Experience has shown that the difficulties encountered in jet polishing of TEM foils can be minimized by the selection of equipment and an electrolyte appropriate for each material. The use of a jet polishing instrument for more than one type of specimen preparation after minor modification will be presented. Some insights on the relationship and manipulation of the parameters involved in achieving well polished TEM foils having appropriate surface quality, thin area, and perforation size will be included. Methods used to develop new electrolytes for specific purposes and the results of their use on both conventional and superconducting materials will be shown. A technique to calibrate equipment for more reproducible specimen hole size, use of new electrolytes on various materials, the salvage of unsatisfactory foils, and thinning of undersized specimens will be reviewed.

Ion-milling-based sample preparation has the advantage that thin area can be obtained from almost any material. It has the disadvantage, however, that the amount of thin area can often be quite limited. This poses a problem when a large sampling area is needed from materials which must be thinned by ion milling. Cross-sectioned samples and grossly heterogeneous materials are two examples where this problem may be encountered. The group at IBM in East Fishkill have developed methods for mechanical grinding and polishing of TEM samples down to about I micron thickness. They use this as a starting point for final thinning by ion milling. This approach produces a large uniform thin area in a short time in the ion mill. We have built jigs that allow us to make these mechanically-thinned samples. We have also made flat-bottomed dimples using ultra-precision dimple grinders to achieve similar results. Both of these approaches are described.
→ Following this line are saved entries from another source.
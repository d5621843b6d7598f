//! # Strategy prediction engine
//!
//! A prediction is a fold over the ordered [`rules::standard_rules`] list,
//! starting from a baseline [`PredictionState`] and finishing with a clamp and
//! serialize step. The engine is synchronous, side-effect free (apart from
//! `trace` logging) and total over its inputs.
//!
//! ```rust
//! use turf_core::engine::predict_strategy;
//! use turf_core::models::{EnvironmentalConditions, SpeedOfPlay, TurfConditions};
//!
//! let prediction = predict_strategy(&EnvironmentalConditions::default(), &TurfConditions::default());
//! assert_eq!(prediction.speed_of_play, SpeedOfPlay::Medium);
//! assert_eq!(prediction.confidence_score, 75);
//! ```

pub mod conditions;
pub mod config;
pub mod rules;
pub mod state;


pub use conditions::ResolvedConditions;
pub use config::{BaselineConfig, PredictorConfig, ThresholdsConfig};
pub use rules::{standard_rules, AdjustmentRule};
pub use state::PredictionState;

use std::fmt;

use schemars::JsonSchema;
use serde::{Deserialize, Serialize};
use tracing::{debug, trace};

use crate::models::{EnvironmentalConditions, StrategyPrediction, TurfConditions};

/// What a single rule contributed to a prediction.
#[derive(Debug, Clone, PartialEq, Eq, Serialize, Deserialize, JsonSchema)]
pub struct RuleTrace {
    pub rule: String,
    pub confidence_delta: i32,
    pub insights_added: usize,
    pub risks_added: usize,
}

impl RuleTrace {
    /// Whether the rule changed anything the caller can see in the text fields or score.
    pub fn fired(&self) -> bool {
        self.confidence_delta != 0 || self.insights_added > 0 || self.risks_added > 0
    }
}

pub struct StrategyPredictor {
    config: PredictorConfig,
    rules: Vec<Box<dyn AdjustmentRule>>,
}

impl StrategyPredictor {
    pub fn new(config: PredictorConfig) -> Self {
        Self { config, rules: standard_rules() }
    }

    pub fn config(&self) -> &PredictorConfig {
        &self.config
    }

    /// Rule identifiers in evaluation order.
    pub fn rule_names(&self) -> Vec<&'static str> {
        self.rules.iter().map(|rule| rule.id()).collect()
    }

    pub fn predict(
        &self,
        environmental: &EnvironmentalConditions,
        turf: &TurfConditions,
    ) -> StrategyPrediction {
        let conditions = ResolvedConditions::resolve(environmental, turf);
        let prediction = self
            .rules
            .iter()
            .fold(PredictionState::baseline(&self.config.baseline), |state, rule| {
                let before = state.confidence;
                let next = rule.apply(&conditions, &self.config.thresholds, state);
                trace!(
                    rule = rule.id(),
                    confidence_delta = next.confidence.saturating_sub(before),
                    "applied adjustment rule"
                );
                next
            })
            .finish();
        debug!(
            "Predicted {:?} tempo with confidence {}",
            prediction.speed_of_play, prediction.confidence_score
        );
        prediction
    }

    /// Same result as [`StrategyPredictor::predict`], plus one trace entry per rule.
    pub fn predict_traced(
        &self,
        environmental: &EnvironmentalConditions,
        turf: &TurfConditions,
    ) -> (StrategyPrediction, Vec<RuleTrace>) {
        let conditions = ResolvedConditions::resolve(environmental, turf);
        let mut traces = Vec::with_capacity(self.rules.len());

        let state = self.rules.iter().fold(
            PredictionState::baseline(&self.config.baseline),
            |state, rule| {
                let (confidence, insights, risks) =
                    (state.confidence, state.insights.len(), state.risks.len());
                let next = rule.apply(&conditions, &self.config.thresholds, state);

                let entry = RuleTrace {
                    rule: rule.id().to_string(),
                    confidence_delta: next.confidence.saturating_sub(confidence),
                    insights_added: next.insights.len() - insights,
                    risks_added: next.risks.len() - risks,
                };
                trace!(
                    rule = rule.id(),
                    confidence_delta = entry.confidence_delta,
                    insights_added = entry.insights_added,
                    risks_added = entry.risks_added,
                    "applied adjustment rule"
                );
                traces.push(entry);
                next
            },
        );

        (state.finish(), traces)
    }
}

impl Default for StrategyPredictor {
    fn default() -> Self {
        Self::new(PredictorConfig::default())
    }
}

impl fmt::Debug for StrategyPredictor {
    fn fmt(&self, f: &mut fmt::Formatter<'_>) -> fmt::Result {
        f.debug_struct("StrategyPredictor")
            .field("config", &self.config)
            .field("rules", &self.rule_names())
            .finish()
    }
}

/// Predict with the default configuration.
pub fn predict_strategy(
    environmental: &EnvironmentalConditions,
    turf: &TurfConditions,
) -> StrategyPrediction {
    StrategyPredictor::default().predict(environmental, turf)
}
Examples are taken from cross-section samples of thin films on silicon, from steels with large carbides, and from rapidly solidified metal spheres embedded in electroplated copper.

Chemically assisted ion beam etching (CAIBE) is widely practiced in the semiconductor industry. In the electron microscopy field, the CAIBE technique offers a new method for preparing specimens that are difficult to make by conventional inert gas milling techniques, e.g. indium containing type III-V compound semiconductors. CAIBE employs a collimated, molecular beam of a reactive species, e.g. iodine in combination with a conventional inert gas fast atom beam for thinning TEM specimens. CAIBE should not be confused with reactive ion beam etching (RIBE) which takes a chemically active species (e.g. iodine) and converts it into a beam of fast ions directed at the sample. CAIBE has three major advantages over (RIBE): i) corrosion of the ion gun components does not occur, ii) much smaller quantities of reactive gas are required and hence pump maintenance and pollution problems are minimized, iii) a wider range of chemicals may be used. Superior results are obtained if CAIBE is done on only one side of the specimen at a time. This is achieved using a new type of specimen holder post which enables very low angle milling and minimizes specimen contamination by sputtering from the holder. This new technique is described and results from iodine CAIBE milling, iodine RIBE milling and argon ion milling are compared for InP, InSb and GaAs as well as metals like tungsten. Also, the beneficial effects of very low angle (∼1°) argon ion milling in preparing specimens of silicide containing Si based IC wafers is reported.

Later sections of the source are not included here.